+++ Dataset +++

use std::collections::HashMap;
use std::str::FromStr;

use airing_core::{KeyValueStore, WatchError, WatchResult};
use async_trait::async_trait;
use serde_json::Value;
use sqlx::sqlite::{SqliteConnectOptions, SqlitePool, SqlitePoolOptions};
use tokio::sync::RwLock;

fn storage_err(e: impl std::fmt::Display) -> WatchError {
    WatchError::Storage(e.to_string())
}

/// SQLite-backed key-value store. Values are stored as JSON text.
#[derive(Clone)]
pub struct SqliteKvStore {
    pool: SqlitePool,
}

impl SqliteKvStore {
    /// Open (creating if missing) the database and ensure the table exists.
    pub async fn connect(database_url: &str) -> WatchResult<Self> {
        let options = SqliteConnectOptions::from_str(database_url)
            .map_err(storage_err)?
            .create_if_missing(true);

        // In-memory databases are per-connection
        let max_connections = if database_url.contains(":memory:") { 1 } else { 5 };

        let pool = SqlitePoolOptions::new()
            .max_connections(max_connections)
            .connect_with(options)
            .await
            .map_err(storage_err)?;

        let store = Self { pool };
        store.init_schema().await?;
        Ok(store)
    }

    async fn init_schema(&self) -> WatchResult<()> {
        sqlx::query(
            "CREATE TABLE IF NOT EXISTS kv_store (
                key TEXT PRIMARY KEY,
                value TEXT NOT NULL,
                updated_at TEXT NOT NULL DEFAULT (datetime('now'))
            )",
        )
        .execute(&self.pool)
        .await
        .map_err(storage_err)?;
        Ok(())
    }

    pub fn pool(&self) -> &SqlitePool {
        &self.pool
    }
}

#[async_trait]
impl KeyValueStore for SqliteKvStore {
    async fn get(&self, key: &str) -> WatchResult<Option<Value>> {
        let row: Option<(String,)> = sqlx::query_as("SELECT value FROM kv_store WHERE key = ?")
            .bind(key)
            .fetch_optional(&self.pool)
            .await
            .map_err(storage_err)?;

        match row {
            Some((raw,)) => serde_json::from_str(&raw)
                .map(Some)
                .map_err(|e| WatchError::Storage(format!("corrupt value under {key}: {e}"))),
            None => Ok(None),
        }
    }

    async fn set(&self, key: &str, value: Value) -> WatchResult<()> {
        let raw = serde_json::to_string(&value).map_err(storage_err)?;
        sqlx::query(
            "INSERT INTO kv_store (key, value, updated_at) VALUES (?, ?, datetime('now'))
             ON CONFLICT(key) DO UPDATE SET value = excluded.value, updated_at = excluded.updated_at",
        )
        .bind(key)
        .bind(raw)
        .execute(&self.pool)
        .await
        .map_err(storage_err)?;
        Ok(())
    }
}

/// Process-local store for tests and ephemeral runs.
#[derive(Default)]
pub struct MemoryKvStore {
    entries: RwLock<HashMap<String, Value>>,
}

impl MemoryKvStore {
    pub fn new() -> Self {
        Self::default()
    }
}

#[async_trait]
impl KeyValueStore for MemoryKvStore {
    async fn get(&self, key: &str) -> WatchResult<Option<Value>> {
        Ok(self.entries.read().await.get(key).cloned())
    }

    async fn set(&self, key: &str, value: Value) -> WatchResult<()> {
        self.entries.write().await.insert(key.to_string(), value);
        Ok(())
    }
}

#[cfg(test)]
mod tests {
    use super::*;
    use serde_json::json;

    #[tokio::test]
    async fn test_sqlite_roundtrip_and_overwrite() {
        let store = SqliteKvStore::connect("sqlite::memory:").await.unwrap();
        assert_eq!(store.get("watchlist").await.unwrap(), None);

        store.set("watchlist", json!([{ "id": 1 }])).await.unwrap();
        store.set("watchlist", json!([{ "id": 2 }])).await.unwrap();

        assert_eq!(store.get("watchlist").await.unwrap(), Some(json!([{ "id": 2 }])));
    }

    #[tokio::test]
    async fn test_sqlite_corrupt_value_is_storage_error() {
        let store = SqliteKvStore::connect("sqlite::memory:").await.unwrap();
        sqlx::query("INSERT INTO kv_store (key, value) VALUES ('settings', 'not json')")
            .execute(store.pool())
            .await
            .unwrap();

        assert!(matches!(store.get("settings").await, Err(WatchError::Storage(_))));
    }

    #[tokio::test]
    async fn test_memory_store() {
        let store = MemoryKvStore::new();
        store.set("lastUpdate", json!(42)).await.unwrap();
        assert_eq!(store.get("lastUpdate").await.unwrap(), Some(json!(42)));
        assert_eq!(store.get("missing").await.unwrap(), None);
    }
}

+++

### [Your objective]
Every entry should be restated word for word.

### [Solved problem]
use std::collections::HashMap;
use std::str::FromStr;

use airing_core::{KeyValueStore, WatchError, WatchResult};
use async_trait::async_trait;
use serde_json::Value;
use sqlx::sqlite::{SqliteConnectOptions, SqlitePool, SqlitePoolOptions};
use tokio::sync::RwLock;

fn storage_err(e: impl std::fmt::Display) -> WatchError {
    WatchError::Storage(e.to_string())
}

/// SQLite-backed key-value store. Values are stored as JSON text.
#[derive(Clone)]
pub struct SqliteKvStore {
    pool: SqlitePool,
}

impl SqliteKvStore {
    /// Open (creating if missing) the database and ensure the table exists.
    pub async fn connect(database_url: &str) -> WatchResult<Self> {
        let options = SqliteConnectOptions::from_str(database_url)
            .map_err(storage_err)?
            .create_if_missing(true);

        // In-memory databases are per-connection
        let max_connections = if database_url.contains(":memory:") { 1 } else { 5 };

        let pool = SqlitePoolOptions::new()
            .max_connections(max_connections)
            .connect_with(options)
            .await
            .map_err(storage_err)?;

        let store = Self { pool };
        store.init_schema().await?;
        Ok(store)
    }

    async fn init_schema(&self) -> WatchResult<()> {
        sqlx::query(
            "CREATE TABLE IF NOT EXISTS kv_store (
                key TEXT PRIMARY KEY,
                value TEXT NOT NULL,
                updated_at TEXT NOT NULL DEFAULT (datetime('now'))
            )",
        )
        .execute(&self.pool)
        .await
        .map_err(storage_err)?;
        Ok(())
    }

    pub fn pool(&self) -> &SqlitePool {
        &self.pool
    }
}

#[async_trait]
impl KeyValueStore for SqliteKvStore {
    async fn get(&self, key: &str) -> WatchResult<Option<Value>> {
        let row: Option<(String,)> = sqlx::query_as("SELECT value FROM kv_store WHERE key = ?")
            .bind(key)
            .fetch_optional(&self.pool)
            .await
            .map_err(storage_err)?;

        match row {
            Some((raw,)) => serde_json::from_str(&raw)
                .map(Some)
                .map_err(|e| WatchError::Storage(format!("corrupt value under {key}: {e}"))),
            None => Ok(None),
        }
    }

    async fn set(&self, key: &str, value: Value) -> WatchResult<()> {
        let raw = serde_json::to_string(&value).map_err(storage_err)?;
        sqlx::query(
            "INSERT INTO kv_store (key, value, updated_at) VALUES (?, ?, datetime('now'))
             ON CONFLICT(key) DO UPDATE SET value = excluded.value, updated_at = excluded.updated_at",
        )
        .bind(key)
        .bind(raw)
        .execute(&self.pool)
        .await
        .map_err(storage_err)?;
        Ok(())
    }
}

/// Process-local store for tests and ephemeral runs.
#[derive(Default)]
pub struct MemoryKvStore {
    entries: RwLock<HashMap<String, Value>>,
}

impl MemoryKvStore {
    pub fn new() -> Self {
        Self::default()
    }
}

#[async_trait]
impl KeyValueStore for MemoryKvStore {
    async fn get(&self, key: &str) -> WatchResult<Option<Value>> {
        Ok(self.entries.read().await.get(key).cloned())
    }

    async fn set(&self, key: &str, value: Value) -> WatchResult<()> {
        self.entries.write().await.insert(key.to_string(), value);
        Ok(())
    }
}

#[cfg(test)]
mod tests {
    use super::*;
    use serde_json::json;

    #[tokio::test]
    async fn test_sqlite_roundtrip_and_overwrite() {
        let store = SqliteKvStore::connect("sqlite::memory:").await.unwrap();
        assert_eq!(store.get("watchlist").await.unwrap(), None);

        store.set("watchlist", json!([{ "id": 1 }])).await.unwrap();
        store.set("watchlist", json!([{ "id": 2 }])).await.unwrap();

        assert_eq!(store.get("watchlist").await.unwrap(), Some(json!([{ "id": 2 }])));
    }

    #[tokio::test]
    async fn test_sqlite_corrupt_value_is_storage_error() {
        let store = SqliteKvStore::connect("sqlite::memory:").await.unwrap();
        sqlx::query("INSERT INTO kv_store (key, value) VALUES ('settings', 'not json')")
            .execute(store.pool())
            .await
            .unwrap();

        assert!(matches!(store.get("settings").await, Err(WatchError::Storage(_))));
    }

    #[tokio::test]
    async fn test_memory_store() {
        let store = MemoryKvStore::new();
        store.set("lastUpdate", json!(42)).await.unwrap();
        assert_eq!(store.get("lastUpdate").await.unwrap(), Some(json!(42)));
        assert_eq!(store.get("missing").await.unwrap(), None);
    }
}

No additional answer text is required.